**PROBLEM DESCRIPTION**
Copy out all lines of the material below in which "load" occurs.

**GIVEN DATA**
---*---

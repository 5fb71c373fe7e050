//! On-disk cache of GitHub issue records.
//!
//! Every issue lives in its own `gh-<n>.json` file holding the record and the
//! time it was fetched. An entry stays fresh for a fraction (the staleness
//! factor) of the time the issue had gone untouched when it was fetched,
//! capped at 30 days, so recently active issues are re-read sooner.

use std::collections::HashMap;
use std::io::Write;
use std::path::{Path, PathBuf};

use chrono::{DateTime, Duration, FixedOffset, Utc};
use thiserror::Error;
use tracing::{debug, info, warn};

use crate::{github, issue::IssueRecord};

const MAX_FRESHNESS_DAYS: i64 = 30;

#[derive(Debug, Error)]
pub enum Error {
    #[error(transparent)]
    Io(#[from] std::io::Error),
    #[error(transparent)]
    Github(#[from] github::Error),
    #[error("corrupt cache entry {}: {source}", .path.display())]
    Corrupt {
        path: PathBuf,
        source: serde_json::Error,
    },
    #[error("cannot serialize issue {number}: {source}")]
    Serialize {
        number: u64,
        source: serde_json::Error,
    },
    #[error("cache entry {} has a non-UTC {field} ({value})", .path.display())]
    NotUtc {
        path: PathBuf,
        field: &'static str,
        value: DateTime<FixedOffset>,
    },
    #[error("issue {number} has no cache entry")]
    Missing { number: u64 },
}

#[derive(Clone, Debug, PartialEq, serde::Deserialize, serde::Serialize)]
pub(crate) struct CacheEntry {
    pub fetch_time: DateTime<FixedOffset>,
    pub issue: IssueRecord,
}

impl CacheEntry {
    pub(crate) fn new(fetch_time: DateTime<Utc>, issue: IssueRecord) -> CacheEntry {
        CacheEntry {
            fetch_time: fetch_time.into(),
            issue,
        }
    }

    /// The instant after which this entry must be fetched again.
    pub(crate) fn deadline(&self, staleness: f64) -> DateTime<FixedOffset> {
        let quiet = (self.fetch_time - self.issue.updated_at).max(Duration::zero());
        let cap = Duration::days(MAX_FRESHNESS_DAYS);
        let cap_ns = cap.num_nanoseconds().unwrap_or(i64::MAX) as f64;
        let tolerated = match quiet.num_nanoseconds() {
            Some(ns) => {
                let scaled = ns as f64 * staleness.max(0.0);
                if scaled.is_finite() && scaled < cap_ns {
                    Duration::nanoseconds(scaled as i64)
                } else {
                    cap
                }
            }
            None => cap,
        };
        self.fetch_time + tolerated
    }

    pub(crate) fn is_fresh(&self, now: DateTime<Utc>, staleness: f64) -> bool {
        now < self.deadline(staleness).with_timezone(&Utc)
    }

    fn check_utc(&self, path: &Path) -> Result<(), Error> {
        for (field, value) in [
            ("fetch_time", self.fetch_time),
            ("updated_at", self.issue.updated_at),
        ] {
            if value.offset().local_minus_utc() != 0 {
                return Err(Error::NotUtc {
                    path: path.to_path_buf(),
                    field,
                    value,
                });
            }
        }
        Ok(())
    }
}

/// The directory of cache files.
pub(crate) struct Store {
    dir: PathBuf,
}

impl Store {
    pub(crate) fn open<P: AsRef<Path>>(dir: P) -> Result<Store, Error> {
        std::fs::create_dir_all(&dir)?;
        Ok(Store {
            dir: dir.as_ref().to_path_buf(),
        })
    }

    pub(crate) fn path_for(&self, number: u64) -> PathBuf {
        self.dir.join(format!("gh-{}.json", number))
    }

    fn temp_path_for(&self, number: u64) -> PathBuf {
        self.dir.join(format!("gh-{}.json.tmp", number))
    }

    pub(crate) fn load(&self, number: u64) -> Result<Option<CacheEntry>, Error> {
        let path = self.path_for(number);
        if !path.is_file() {
            return Ok(None);
        }
        read_entry(&path).map(Some)
    }

    /// Writes the entry next to its slot and renames it into place, so the
    /// slot always holds either the previous entry or the complete new one.
    pub(crate) fn save(&self, entry: &CacheEntry) -> Result<(), Error> {
        let tmp = self.write_temp(entry)?;
        std::fs::rename(tmp, self.path_for(entry.issue.number))?;
        Ok(())
    }

    fn write_temp(&self, entry: &CacheEntry) -> Result<PathBuf, Error> {
        let number = entry.issue.number;
        let tmp = self.temp_path_for(number);
        let bytes =
            serde_json::to_vec(entry).map_err(|source| Error::Serialize { number, source })?;
        let mut file = std::fs::File::create(&tmp)?;
        file.write_all(&bytes)?;
        file.sync_all()?;
        Ok(tmp)
    }

    /// Every cache file in the directory, in file-name order.
    pub(crate) fn entry_paths(&self) -> Result<Vec<PathBuf>, Error> {
        let mut paths = Vec::new();
        for file in std::fs::read_dir(&self.dir)? {
            let path = file?.path();
            let is_entry = path
                .file_name()
                .and_then(|n| n.to_str())
                .map(|n| n.starts_with("gh-") && n.ends_with(".json"))
                .unwrap_or(false);
            if is_entry && path.is_file() {
                paths.push(path);
            }
        }
        paths.sort();
        Ok(paths)
    }
}

pub(crate) fn read_entry(path: &Path) -> Result<CacheEntry, Error> {
    let bytes = std::fs::read(path)?;
    let entry: CacheEntry = serde_json::from_slice(&bytes).map_err(|source| Error::Corrupt {
        path: path.to_path_buf(),
        source,
    })?;
    entry.check_utc(path)?;
    Ok(entry)
}

/// Read-through cache of issue records: memory first, then disk, then GitHub.
pub(crate) struct IssueCache {
    store: Store,
    client: Option<github::Client>,
    staleness: f64,
    memo: HashMap<u64, IssueRecord>,
}

impl IssueCache {
    pub(crate) fn new(store: Store, client: github::Client, staleness: f64) -> IssueCache {
        IssueCache {
            store,
            client: Some(client),
            staleness,
            memo: HashMap::new(),
        }
    }

    /// A cache that answers from disk only, however stale the entries are.
    pub(crate) fn offline(store: Store, staleness: f64) -> IssueCache {
        IssueCache {
            store,
            client: None,
            staleness,
            memo: HashMap::new(),
        }
    }

    #[cfg(test)]
    pub(crate) fn store(&self) -> &Store {
        &self.store
    }

    /// The current record for `number`, fetched again if the cached copy
    /// has gone stale.
    pub(crate) async fn fetch(&mut self, number: u64) -> Result<IssueRecord, Error> {
        if let Some(record) = self.memo.get(&number) {
            return Ok(record.clone());
        }
        let now = Utc::now();
        match self.store.load(number)? {
            Some(entry) if self.client.is_none() || entry.is_fresh(now, self.staleness) => {
                debug!(number, "cache hit");
                self.memo.insert(number, entry.issue.clone());
                return Ok(entry.issue);
            }
            Some(entry) => debug!(number, fetched = %entry.fetch_time, "cache entry stale"),
            None => debug!(number, "cache miss"),
        }

        let client = self.client.as_ref().ok_or(Error::Missing { number })?;
        info!(number, "fetching issue");
        let fetched = client.get_issue(number).await?;
        if fetched.rate_limit.is_low() {
            let delay = fetched.rate_limit.backoff(Utc::now(), fetched.elapsed);
            warn!(
                remaining = fetched.rate_limit.remaining,
                delay_secs = delay.as_secs_f64(),
                "rate limit running low, backing off"
            );
            tokio::time::sleep(delay).await;
        }

        let entry = CacheEntry::new(now, fetched.record);
        self.store.save(&entry)?;
        self.memo.insert(number, entry.issue.clone());
        Ok(entry.issue)
    }
}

---*---

**TASK RESULT**
    pub(crate) fn load(&self, number: u64) -> Result<Option<CacheEntry>, Error> {
        match self.store.load(number)? {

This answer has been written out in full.